En su discurso, Francisco se dirigió expresamente también a los representantes judíos y se mostró "confiado" en que juntos podrán "proseguir fraternalmente el fructífero diálogo que defendió el Concilio (Vaticano II) y que se ha venido celebrando con no pocos frutos". Al mismo tiempo, agradeció su presencia a los representantes musulmanes: "En ella veo un signo tangible de la voluntad de crecer en el respeto mutuo y en la cooperación con el bien común".
Al terminar el encuentro, el Papa dio un largo apretón de manos al rabino jefe de Roma, Riccardo Di Segni, quien en declaraciones a la prensa italiana aseguró estar organizando un encuentro entre la comunidad judía de la ciudad y Francisco para mayo.
Juan Pablo II y Benedicto XVI tuvieron entre sus prioridades la unidad de los cristianos y el diálogo con otras religiones, si bien este sufrió varios reveses durante el último pontificado. La comunidad judía emitió fuertes críticas a la decisión de Benedicto de levantar la excomunión a un obispo tradicionalista lefebvriano que, pocos días antes, había negado el Holocausto.
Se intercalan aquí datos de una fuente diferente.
//! Four-level priority job queue with shutdown.

use std::collections::VecDeque;

use parking_lot::Mutex;

use crate::task::TaskPriority;

/// A mutex-guarded deque per priority level. `pop` drains the
/// highest-priority non-empty level first; after `shutdown`, pushes are
/// dropped and `pop` only returns what is already queued.
pub struct PriorityQueue<T> {
    levels: Mutex<QueueState<T>>,
}

struct QueueState<T> {
    queues: [VecDeque<T>; 4],
    stopped: bool,
}

impl<T> PriorityQueue<T> {
    pub fn new() -> Self {
        Self { levels: Mutex::new(QueueState { queues: Default::default(), stopped: false }) }
    }

    /// Returns false when the queue is shut down (the item is dropped).
    pub fn push(&self, item: T, priority: TaskPriority) -> bool {
        let mut state = self.levels.lock();
        if state.stopped {
            return false;
        }
        state.queues[priority.queue_index()].push_back(item);
        true
    }

    /// Pop the highest-priority item available.
    pub fn pop(&self) -> Option<T> {
        let mut state = self.levels.lock();
        state.queues.iter_mut().find_map(|q| q.pop_front())
    }

    pub fn len(&self) -> usize {
        self.levels.lock().queues.iter().map(|q| q.len()).sum()
    }

    pub fn is_empty(&self) -> bool {
        self.len() == 0
    }

    /// Stop accepting items and drop everything queued.
    pub fn shutdown(&self) {
        let mut state = self.levels.lock();
        state.stopped = true;
        state.queues.iter_mut().for_each(VecDeque::clear);
    }

    pub fn is_shutdown(&self) -> bool {
        self.levels.lock().stopped
    }
}

impl<T> Default for PriorityQueue<T> {
    fn default() -> Self {
        Self::new()
    }
}

#[cfg(test)]
mod tests {
    use super::*;

    #[test]
    fn pops_highest_priority_first() {
        let q = PriorityQueue::new();
        q.push("low", TaskPriority::Low);
        q.push("critical", TaskPriority::Critical);
        q.push("normal", TaskPriority::Normal);
        q.push("high", TaskPriority::High);

        assert_eq!(q.pop(), Some("critical"));
        assert_eq!(q.pop(), Some("high"));
        assert_eq!(q.pop(), Some("normal"));
        assert_eq!(q.pop(), Some("low"));
        assert_eq!(q.pop(), None);
    }

    #[test]
    fn fifo_within_one_level() {
        let q = PriorityQueue::new();
        q.push(1, TaskPriority::Normal);
        q.push(2, TaskPriority::Normal);
        assert_eq!(q.pop(), Some(1));
        assert_eq!(q.pop(), Some(2));
    }

    #[test]
    fn shutdown_drops_queued_and_rejects_new() {
        let q = PriorityQueue::new();
        q.push(1, TaskPriority::Normal);
        q.shutdown();
        assert!(q.is_shutdown());
        assert_eq!(q.pop(), None);
        assert!(!q.push(2, TaskPriority::Normal));
        assert!(q.is_empty());
    }
}
//! # TaskHub Core
//!
//! Workflow and task orchestration service.
//!
//! ## Architecture
//!
//! - **Task runner**: per-task timeout, retry with backoff, cooperative
//!   cancellation
//! - **Execution strategies**: shell, HTTP, in-process, remote-worker,
//!   nested DAG, and template execution behind one trait
//! - **DAG engine**: build-time validation, a shared priority worker pool
//!   with dynamic growth, and a bounded-parallel topological scheduler
//!   with FailFast / SkipDownstream policies
//! - **Cron scheduler**: drift-free 5-field cron dispatch onto the engine
//! - **Worker registry**: remote worker health, selection, and cooldown
//! - **Log pipeline**: per-task ring buffers, rotating file sink, and
//!   WebSocket streaming with per-session subscriptions
//! - **Persistence**: DAG runs, task runs, events, and templates behind
//!   async store traits (SQLite in production)

pub mod api;
pub mod app;
pub mod auth;
pub mod config;
pub mod cron;
pub mod dag;
pub mod error;
pub mod execution;
pub mod logging;
pub mod runner;
pub mod store;
pub mod task;
pub mod template;
pub mod worker;
pub mod ws;

pub use error::{ErrorCode, Result, TaskHubError};

/// Re-export commonly used types.
pub mod prelude {
    pub use crate::app::TaskHub;
    pub use crate::config::Config;
    pub use crate::cron::{CronExpr, CronJob, CronScheduler};
    pub use crate::dag::{DagBuilder, DagConfig, DagPool, DagResult, DagService, FailPolicy};
    pub use crate::error::{ErrorCode, Result, TaskHubError};
    pub use crate::execution::{ExecutionStrategy, HttpSender, StrategyRegistry};
    pub use crate::logging::{LogLevel, LogManager, LogRecord, LogStream};
    pub use crate::runner::{CancelToken, LocalTaskRegistry, TaskRunner};
    pub use crate::store::{MemoryStore, QueryFilter, RunStore, SqliteStore, TemplateStore};
    pub use crate::task::{TaskConfig, TaskExecType, TaskId, TaskPriority, TaskResult, TaskStatus};
    pub use crate::template::{TaskTemplate, TemplateService};
    pub use crate::worker::{WorkerInfo, WorkerRegistry};
    pub use crate::ws::{WsHub, WsLogStreamer};
}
También causó fuerte revuelo en países musulmanes el discurso pronunciado en 2006 por el ahora Papa emérito en la universidad de Ratisbona en el que, citando a un emperador bizantino, dijo: "Muéstrame también aquello que Mahoma ha traído de nuevo, y encontrarás solamente cosas malvadas e inhumanas".
La Unión Internacional de Teólogos Musulmanes liderada por Yusuf Al Qaradawi aseguró ayer desde Doha que está dispuesta a reabrir el diálogo con el Vaticano interrumpido después del discurso de Ratisbona.